The fix, in her view, is to make the guidance specific, available at “the average sixth grade reading level,” and small enough to actually stick.
“It’s micro changes, guys,” said Shah. The goal isn’t a total reinvention of someone’s habits, but a single realistic adjustment they’ll keep.
According to Sheehan however, the real change doesn’t need to come from patients.
“Patients are not going to inherently change their behaviors,” said Sheehan. “I think it’s physician behavior change.”
Getting doctors and clinicians to act on the readings to screen for conditions and warning signs earlier, diagnose issues sooner, and adjust treatment based on data is key—rather than letting the data pile up unused.
Jessel noted that doctors are often the bottleneck for a functional reason. Providers are often “leery of being presented with data that they can do nothing about,” she said.
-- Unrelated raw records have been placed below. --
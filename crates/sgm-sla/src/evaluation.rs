//! # Per-Case SLA Evaluation
//!
//! Classifies one case against its policy at a given instant.
//!
//! ## Classification
//!
//! ```text
//! percent_elapsed >= 100                      → BREACHED
//! percent_elapsed >= escalation_threshold     → AT_RISK (escalate)
//! otherwise                                   → ON_TRACK
//! ```
//!
//! Escalation is a flag on AT_RISK, not a fourth status. The warning
//! threshold does not change the status; it is surfaced separately as
//! `warning_reached`.

use serde::{Deserialize, Serialize};

use sgm_core::{Case, Timestamp};

use crate::load::CapacityModel;
use crate::policy::{PolicyTable, SlaPolicy};

/// Where a case stands against its SLA.
#[derive(Debug, Clone, Copy, PartialEq, Eq, Hash, Serialize, Deserialize)]
#[serde(rename_all = "SCREAMING_SNAKE_CASE")]
pub enum SlaStatus {
    OnTrack,
    AtRisk,
    Breached,
}

impl SlaStatus {
    /// Sort key for urgency: breached cases first.
    pub fn urgency_rank(&self) -> u8 {
        match self {
            Self::Breached => 0,
            Self::AtRisk => 1,
            Self::OnTrack => 2,
        }
    }

    pub fn as_str(&self) -> &'static str {
        match self {
            Self::OnTrack => "ON_TRACK",
            Self::AtRisk => "AT_RISK",
            Self::Breached => "BREACHED",
        }
    }
}

impl std::fmt::Display for SlaStatus {
    fn fmt(&self, f: &mut std::fmt::Formatter<'_>) -> std::fmt::Result {
        f.write_str(self.as_str())
    }
}

/// The SLA figures for one case at one instant. Derived, never stored.
#[derive(Debug, Clone, PartialEq, Serialize, Deserialize)]
#[serde(rename_all = "camelCase")]
pub struct SlaEvaluation {
    /// The policy the case was measured against (possibly the fallback).
    pub policy: SlaPolicy,
    pub days_elapsed: i64,
    pub percent_elapsed: f64,
    /// Negative values are days overdue.
    pub days_remaining: i64,
    pub status: SlaStatus,
    pub should_escalate: bool,
    pub warning_reached: bool,
}

impl SlaEvaluation {
    /// Days past the target, or 0 if not yet due.
    pub fn days_overdue(&self) -> i64 {
        (-self.days_remaining).max(0)
    }
}

/// Classify a percent-elapsed figure against a policy.
pub fn classify(percent_elapsed: f64, policy: &SlaPolicy) -> SlaStatus {
    if percent_elapsed >= 100.0 {
        SlaStatus::Breached
    } else if percent_elapsed >= f64::from(policy.escalation_threshold_percent) {
        SlaStatus::AtRisk
    } else {
        SlaStatus::OnTrack
    }
}

/// SLA calculations over a policy table and capacity model.
///
/// Holds only reference data. Every method recomputes from its arguments.
#[derive(Debug, Clone, Default)]
pub struct SlaCalculator {
    pub(crate) policies: PolicyTable,
    pub(crate) capacity: CapacityModel,
}

impl SlaCalculator {
    pub fn new(policies: PolicyTable) -> Self {
        Self {
            policies,
            capacity: CapacityModel::default(),
        }
    }

    /// Replace the capacity model used for load and assignment.
    pub fn with_capacity_model(mut self, capacity: CapacityModel) -> Self {
        self.capacity = capacity;
        self
    }

    pub fn policies(&self) -> &PolicyTable {
        &self.policies
    }

    pub fn capacity_model(&self) -> &CapacityModel {
        &self.capacity
    }

    /// Evaluate one case at `now`.
    ///
    /// Total: an unmatched `(type, priority)` uses the fallback policy and a
    /// zero-day target yields 0% elapsed.
    pub fn calculate_case_sla(&self, case: &Case, now: Timestamp) -> SlaEvaluation {
        let policy = self.policies.resolve(case.case_type, case.priority);
        let target = i64::from(policy.target_resolution_days);

        let days_elapsed = now.days_since(&case.created_at);
        let percent_elapsed = if target == 0 {
            0.0
        } else {
            100.0 * days_elapsed as f64 / target as f64
        };
        let days_remaining = target - days_elapsed;

        let status = classify(percent_elapsed, policy);
        let should_escalate = status == SlaStatus::AtRisk
            && percent_elapsed >= f64::from(policy.escalation_threshold_percent);
        let warning_reached = percent_elapsed >= f64::from(policy.warning_threshold_percent);

        SlaEvaluation {
            policy: policy.clone(),
            days_elapsed,
            percent_elapsed,
            days_remaining,
            status,
            should_escalate,
            warning_reached,
        }
    }
}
For Othman Laraki, co-founder of virtual cancer clinic Color Health, the answer is a reward. Continuous glucose monitors work, he said, by “giving people a reward system for good behavior.” That might be a quiet nudge to sleep earlier or skip a salty or sweet snack because the readout will expose it either way. Laraki said he learned that information the hard way about his own food choices.
“I was very sad to see that Pho was one of them,” he said, referring to foods that spiked his glucose level.
Beyond wearables and health gadgets, inconsistencies and lack of access to getting medical care persist for large swaths of the population.
Jen Shepherd, who runs Uber Health, argued that the focus with tailored data misses where most people actually get hampered.
“Insights, and more insights, are wonderful, and we have more health insights now than we have ever,” she said, “but honestly, the gap to access to care is so large.”
The barriers that derail people from being more informed about their health are rooted in issues such as affordability, transportation, and food.
Those reasons are why “one in five patients delay or miss appointments,” she added. “Me handing out wearables is not going to solve most of that problem,” Shepherd said.
For some patients, the data deficit is more fundamental. Heidi Davis, founder of perimenopause health company Peri, said the entire system was “designed by men for men,” leaving women with far less relevant health research and less-informed answers.
When women do seek help, she said, “70% of women that go and ask for help get no help and get sent home.” For them, the value of data is that it’s a bargaining chip.